McHugh, Roland. Annotations to Finnegans Wake (1980, 1991, 2005) — Invaluable and pretty much essential work for reading the Wake with any depth. People sometimes think this is a reading guide: it is not. It identifies (not explicates), page by page, historical, fictional, cultural, geographical, etc., references; obscure or unfamiliar vocabulary Joyce may have used; foreign language terms and phrases; and a lot more. However, because I call it "essential" does not mean that you should read the Wake looking up every reference and line in McHugh before hand. Not at all. I recommend looking to McHugh only when in your reading you feel the need, whether it be for in depth analysis of a passage or merely to fully catch a theme what you sense but are missing. This is but a leaping point, though. The Annotations do not give the story of, say, Tristan and Iseult; it just points to it.

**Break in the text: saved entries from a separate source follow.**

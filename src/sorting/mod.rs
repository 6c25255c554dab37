//! Comparison sorts.
//!
//! - [`merge_sort`] / [`merge_sort_by`]: stable, returns a sorted copy
//! - [`quick_sort`] / [`quick_sort_by`]: in place, first-element pivot
//! - [`quick_sorted`]: quicksort into a sorted copy
//!
//! Both algorithms are total: every finite input, including empty and
//! single-element slices, yields a sorted permutation of itself.
//!
//! # Examples
//!
//! ```rust
//! use ordkit::sorting::{merge_sort, quick_sort};
//!
//! let input = [9, 3, 7, 1];
//!
//! let merged = merge_sort(&input);
//! let mut quick = input;
//! quick_sort(&mut quick);
//!
//! assert_eq!(merged, vec![1, 3, 7, 9]);
//! assert_eq!(quick, [1, 3, 7, 9]);
//! ```

mod merge_sort;
mod quick_sort;

pub use merge_sort::merge_sort;
pub use merge_sort::merge_sort_by;
pub use quick_sort::quick_sort;
pub use quick_sort::quick_sort_by;
pub use quick_sort::quick_sorted;
//! # ordkit
//!
//! An insertion-ordered hash set and a small set of classic algorithms.
//!
//! ## Overview
//!
//! - **Collections**: [`OrderedSet`](collection::OrderedSet), a set that keeps
//!   insertion order with O(1) average membership tests
//! - **Sorting**: stable merge sort and first-pivot quicksort
//! - **Dynamic Programming**: 0/1 knapsack, longest common subsequence, and
//!   minimum edit distance
//!
//! Fallible operations return [`Result`] with an [`Error`]. Diagnostics are
//! emitted through `tracing`; the library never installs a subscriber.
//!
//! ## Feature Flags
//!
//! - `collection`: [`OrderedSet`](collection::OrderedSet) and `ordered_set!`
//! - `sorting`: sorting algorithms
//! - `dynamic_programming`: knapsack, LCS, edit distance
//! - `serde`: `Serialize`/`Deserialize` for the public data types
//! - `fxhash`: hash with `rustc-hash` by default
//! - `ahash`: hash with `ahash` by default
//! - `full`: every module plus `serde`
//!
//! ## Example
//!
//! ```rust
//! use ordkit::prelude::*;
//!
//! let mut set = ordered_set!["hello", "world"];
//! set.append("again");
//! assert!(set.contains("world"));
//!
//! let sorted = merge_sort(&[3, 1, 2]);
//! assert_eq!(sorted, vec![1, 2, 3]);
//!
//! assert_eq!(min_edit_distance_str("kitten", "sitting"), 3);
//! ```

#![forbid(unsafe_code)]
#![warn(missing_docs)]
#![warn(clippy::all)]
#![warn(clippy::pedantic)]
#![warn(clippy::nursery)]

/// Prelude module for convenient imports.
///
/// Re-exports commonly used types, functions, and macros.
///
/// # Usage
///
/// ```rust
/// use ordkit::prelude::*;
/// ```
pub mod prelude {
    pub use crate::error::Error;

    #[cfg(feature = "collection")]
    pub use crate::collection::*;

    #[cfg(feature = "collection")]
    pub use crate::ordered_set;

    #[cfg(feature = "sorting")]
    pub use crate::sorting::*;

    #[cfg(feature = "dynamic_programming")]
    pub use crate::dynamic_programming::*;
}

mod error;

pub use error::{Error, Result};

#[cfg(feature = "collection")]
pub mod collection;

#[cfg(feature = "sorting")]
pub mod sorting;

#[cfg(feature = "dynamic_programming")]
pub mod dynamic_programming;
#[cfg(feature = "serde")]
impl<'de, T, S> serde::Deserialize<'de> for OrderedSet<T, S>
where
    T: serde::Deserialize<'de> + Eq + Hash + Clone,
    S: BuildHasher + Default,
{
    fn deserialize<D>(deserializer: D) -> std::result::Result<Self, D::Error>
    where
        D: serde::Deserializer<'de>,
    {
        deserializer.deserialize_seq(OrderedSetVisitor::new())
    }
}

// =============================================================================
// Tests
// =============================================================================
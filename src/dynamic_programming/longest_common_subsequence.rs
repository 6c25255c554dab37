//! Longest common subsequence by bottom-up tabulation.
//!
//! A subsequence keeps the relative order of its elements but need not be
//! contiguous: "ACE" is a subsequence of "ABCDE".
//!
//! The table entry at `(i, j)` is the LCS length of the first `i` elements of
//! one input and the first `j` of the other. The subsequence itself is read
//! off by walking back from the bottom-right corner.
//!
//! When two shorter answers tie on length, the walk trims the second input.
//! Different inputs can have several longest common subsequences; this rule
//! fixes which one is returned.
//!
//! # Complexity
//!
//! O(|a| · |b|) time and space.

/// Returns a longest common subsequence of `first` and `second`.
///
/// # Examples
///
/// ```rust
/// use ordkit::dynamic_programming::longest_common_subsequence;
///
/// let first = [1, 3, 4, 1, 2, 3];
/// let second = [3, 4, 1, 2, 1, 3];
/// assert_eq!(longest_common_subsequence(&first, &second), vec![3, 4, 1, 2, 3]);
/// ```
#[must_use]
pub fn longest_common_subsequence<T>(first: &[T], second: &[T]) -> Vec<T>
where
    T: PartialEq + Clone,
{
    let columns = second.len() + 1;
    let lengths = tabulate(first, second);
    let length_at = |row: usize, column: usize| lengths[row * columns + column];

    let mut subsequence = Vec::with_capacity(length_at(first.len(), second.len()));
    let (mut row, mut column) = (first.len(), second.len());
    while row > 0 && column > 0 {
        if first[row - 1] == second[column - 1] {
            subsequence.push(first[row - 1].clone());
            row -= 1;
            column -= 1;
        } else if length_at(row - 1, column) > length_at(row, column - 1) {
            row -= 1;
        } else {
            column -= 1;
        }
    }
    subsequence.reverse();
    subsequence
}

/// Returns a longest common subsequence of two strings, compared by `char`.
///
/// # Examples
///
/// ```rust
/// use ordkit::dynamic_programming::longest_common_subsequence_str;
///
/// assert_eq!(longest_common_subsequence_str("AGGTAB", "GXTXAYB"), "GTAB");
/// assert_eq!(longest_common_subsequence_str("ABCDGH", "AEDFHR"), "ADH");
/// ```
#[must_use]
pub fn longest_common_subsequence_str(first: &str, second: &str) -> String {
    let first: Vec<char> = first.chars().collect();
    let second: Vec<char> = second.chars().collect();
    longest_common_subsequence(&first, &second)
        .into_iter()
        .collect()
}

/// Builds the row-major `(|first| + 1) × (|second| + 1)` table of LCS lengths.
fn tabulate<T: PartialEq>(first: &[T], second: &[T]) -> Vec<usize> {
    let columns = second.len() + 1;
    let mut lengths = vec![0_usize; (first.len() + 1) * columns];

    for (row, first_element) in (1..).zip(first) {
        for (column, second_element) in (1..).zip(second) {
            let cell = row * columns + column;
            lengths[cell] = if first_element == second_element {
                lengths[cell - columns - 1] + 1
            } else {
                lengths[cell - columns].max(lengths[cell - 1])
            };
        }
    }

    lengths
}
#![cfg(feature = "dynamic_programming")]
//! Property-based tests for the dynamic programming algorithms.
//!
//! Small inputs are checked against exhaustive search or simple invariants
//! that any correct answer must satisfy.

use ordkit::dynamic_programming::{Item, knapsack, longest_common_subsequence, min_edit_distance};
use proptest::prelude::*;

fn item_strategy() -> impl Strategy<Value = Item> {
    (0..50_u64, 0..12_usize).prop_map(|(value, weight)| Item::new(value, weight))
}

/// Best total value over every subset that fits.
fn brute_force_best(capacity: usize, items: &[Item]) -> u64 {
    (0_u32..1 << items.len())
        .filter_map(|mask| {
            let chosen = items
                .iter()
                .enumerate()
                .filter(|(index, _)| mask & (1 << index) != 0)
                .map(|(_, item)| item);
            let (value, weight) = chosen.fold((0, 0), |(value, weight), item| {
                (value + item.value, weight + item.weight)
            });
            (weight <= capacity).then_some(value)
        })
        .max()
        .unwrap_or(0)
}

fn is_subsequence<T: PartialEq>(candidate: &[T], sequence: &[T]) -> bool {
    let mut remaining = sequence.iter();
    candidate
        .iter()
        .all(|wanted| remaining.any(|element| element == wanted))
}

// =============================================================================
// Knapsack Optimality Law
// Description: The selection fits and matches the best value found by brute force
// =============================================================================

proptest! {
    #[test]
    fn prop_knapsack_optimality_law(
        capacity in 0..30_usize,
        items in prop::collection::vec(item_strategy(), 0..10)
    ) {
        let selection = knapsack(capacity, &items).unwrap();

        prop_assert!(selection.total_weight() <= capacity);
        prop_assert_eq!(selection.total_value(), brute_force_best(capacity, &items));

        let summed: u64 = selection.items().iter().map(|item| item.value).sum();
        prop_assert_eq!(summed, selection.total_value());

        for (&index, item) in selection.indices().iter().zip(selection.items()) {
            prop_assert_eq!(items[index], *item);
        }
        prop_assert!(selection.indices().windows(2).all(|pair| pair[0] < pair[1]));
    }
}

// =============================================================================
// Longest Common Subsequence Law
// Description: The result is a subsequence of both inputs and is symmetric in length
// =============================================================================

proptest! {
    #[test]
    fn prop_lcs_is_common_subsequence(
        first in prop::collection::vec(0..4_u8, 0..30),
        second in prop::collection::vec(0..4_u8, 0..30)
    ) {
        let common = longest_common_subsequence(&first, &second);

        prop_assert!(is_subsequence(&common, &first));
        prop_assert!(is_subsequence(&common, &second));
        prop_assert!(common.len() <= first.len().min(second.len()));
        prop_assert_eq!(
            common.len(),
            longest_common_subsequence(&second, &first).len()
        );
    }

    #[test]
    fn prop_lcs_of_self_is_identity(sequence in prop::collection::vec(any::<u8>(), 0..40)) {
        prop_assert_eq!(longest_common_subsequence(&sequence, &sequence), sequence);
    }
}

// =============================================================================
// Edit Distance Metric Law
// Description: Distance is symmetric, zero exactly on equal inputs, and bounded
// =============================================================================

proptest! {
    #[test]
    fn prop_edit_distance_metric_law(
        source in prop::collection::vec(0..4_u8, 0..30),
        target in prop::collection::vec(0..4_u8, 0..30)
    ) {
        let distance = min_edit_distance(&source, &target);

        prop_assert_eq!(distance, min_edit_distance(&target, &source));
        prop_assert_eq!(distance == 0, source == target);
        prop_assert!(distance <= source.len().max(target.len()));
        prop_assert!(distance >= source.len().abs_diff(target.len()));
    }

    #[test]
    fn prop_edit_distance_triangle_law(
        first in prop::collection::vec(0..3_u8, 0..15),
        second in prop::collection::vec(0..3_u8, 0..15),
        third in prop::collection::vec(0..3_u8, 0..15)
    ) {
        prop_assert!(
            min_edit_distance(&first, &third)
                <= min_edit_distance(&first, &second) + min_edit_distance(&second, &third)
        );
    }
}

To note, Annotations is in its third edition. I do not know the amount of difference between the second and third editions, so cannot speak to whether the third is the necessary purchase. (I still use the second edition.)

 

Finnegans Web wiki — Of the same nature as McHugh's Annotations but online as a public wiki is Finnegans Web. There is a great amount of information being piled up on the pages (accessed by clicking on the text). Though, being a wiki, it is open to modification by anyone; as such, while there is good information to be found, there is also a lot of spurious information, and no small amount of demonstration of taking finding 'references' within the Wake to an absurd conclusion. Like McHugh, this is solely a collection of references (probable, possible, and absurd), not meant to be a 'reading guide.' Useful, yes; but, use at your own risk.

 

O Hehir, Brendan, and John Dillon. A Classical Lexicon for Finnegans Wake (1976) — a page by page indentification of references to classical themes, persons, places in the Wake, with some explication on those themes. Very useful work (including extremely useful appendices), and, best of all, available online in a searchable pdf at the Internet Archive (here).

Critical Works

 

Benstock, Bernard. Joyce-Again's Wake: An Analysis of Finnegan's Wake (1965) — Generally considered one of the top tier critical books on the Wake. Covers such topics as the use of religion and politics within the Wake, the comedic and the poetic, and examining the Wake as an 'epic.' As well, it presents a useful outline of the Wake that is still frequently referred to. (I have written it upon the pages of my copies.) May not be accessible to a beginner, but highly recommended.

 

Bishop, John. Joyce's Book of the Dark: Finnegans Wake (1993) — If I were to recommend one critical book for a newcomer to the Wake, this is it. (And I have done so.) Rather than being focused on narrative or referential details or themes, it addresses the nature of the Wake as a dream. As such, it is greatly a ground level presentation of what Finnegans Wake is, what Joyce was trying to do, and how to read it successfully. Plus, it is simply a wonderful piece of scholarship.

 

Campbell, Joseph, and Henry Morton Robinson. A Skeleton Key to Finnegans Wake (1944, 1961) — Offers a unified reading of the Wake that recognizes the symbolic/mythic nature, the 'dream' structure of the Wake and tries to show the interrelated, overlapping structures of the Wake (that is, it not try to collapse the work into a straight narrative). However, it has to be recognized that this is the first such attempt by any scholar (published a mere fiver years after the Wake was published). As such, there is much in here that has since been either corrected or outright eliminated as mis-readings. However, and recognizing its limitations, I found reading the Skeleton Key very useful in my first entrance into the Wake because, like Bishop's Boook of the Dark (above), it speaks to the nature of the Wake: it teaches how to read the Wake. If you read it, however, keep in mind that it was the very first go at a unified reading, and has all the expected errors that that would bring with it.